Une réglementation en mutation pour la location
L’amiante, matériau longtemps utilisé dans la construction, revient au centre de l’actualité réglementaire. Après s’être imposé dans le contexte des transactions immobilières, un projet de loi avancé prévoit d’étendre l’obligation de diagnostic amiante aux locations à partir de 2027. Cette question, évoquée depuis la loi ALUR de 2014, pourrait bientôt trouver une application concrète avec un nouveau décret actuellement à l’étude.
Quel diagnostic pour quels logements ?
La mesure concernera les biens immobiliers dont la date de permis de construire est antérieure au 1er juillet 1997, conformément à la réglementation appliquée lors de la vente de logements. Les repérages se feront dans les mêmes conditions et selon des méthodes harmonisées, visant à relever la présence de matériaux ou produits susceptibles de contenir cette substance dangereuse.

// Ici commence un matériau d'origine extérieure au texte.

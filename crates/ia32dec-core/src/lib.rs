//! # ia32dec-core
//!
//! Value types shared by the ia32dec decoders: architectures, registers,
//! operands, prefixes and the instruction representation, including the
//! deferred (skeleton) operand state produced by lazy decoding.

pub mod arch;
pub mod deferred;
pub mod instruction;
pub mod operand;
pub mod prefix;
pub mod register;

pub use arch::Architecture;
pub use deferred::{
    DeferredOperands, Displacement, EncodingLayout, OperandSlot, OperandSource, OperandState,
};
pub use instruction::{Condition, ControlFlow, Instruction, Operation};
pub use operand::{Access, DecodedOperand, Immediate, MemoryRef, Operand, OperandKind};
pub use prefix::{Prefixes, Rex, Segment};
pub use register::{Register, RegisterClass};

Des changements majeurs pour les bailleurs
- Ajout du diagnostic amiante au dossier de diagnostic technique remis lors de la mise en location
- Renforcement de l’information destinée aux futurs occupants sur les risques pour la santé
- Vigilance accrue pour les logements anciens soumis à la réglementation
- Anticipation nécessaire dès la préparation du logement à la location
Ce nouveau cadre prévoirait également une communication spécifique sur les dangers encourus en cas d’intervention sur les matériaux.
Des enjeux importants pour la santé publique
L’introduction du diagnostic amiante en location vise avant tout à protéger les locataires. Les fibres d’amiante, invisibles mais nocives, peuvent être libérées dans l’air lors de travaux ou de dégradations et entraîner de graves problèmes de santé. En renforçant l’information et la prévention, cette évolution réglementaire répond à un impératif de sécurité pour tous les occupants de logements construits avant 1997.
Prendre les devants face à la nouvelle réglementation
Si la nouvelle obligation n’est pas encore officiellement en vigueur, il est déjà recommandé aux propriétaires et professionnels de l’immobilier de prendre les devants. Suivre l’avancée des textes et adapter dès maintenant sa démarche permet d’assurer la conformité des futurs dossiers de location et de protéger au mieux la santé des locataires.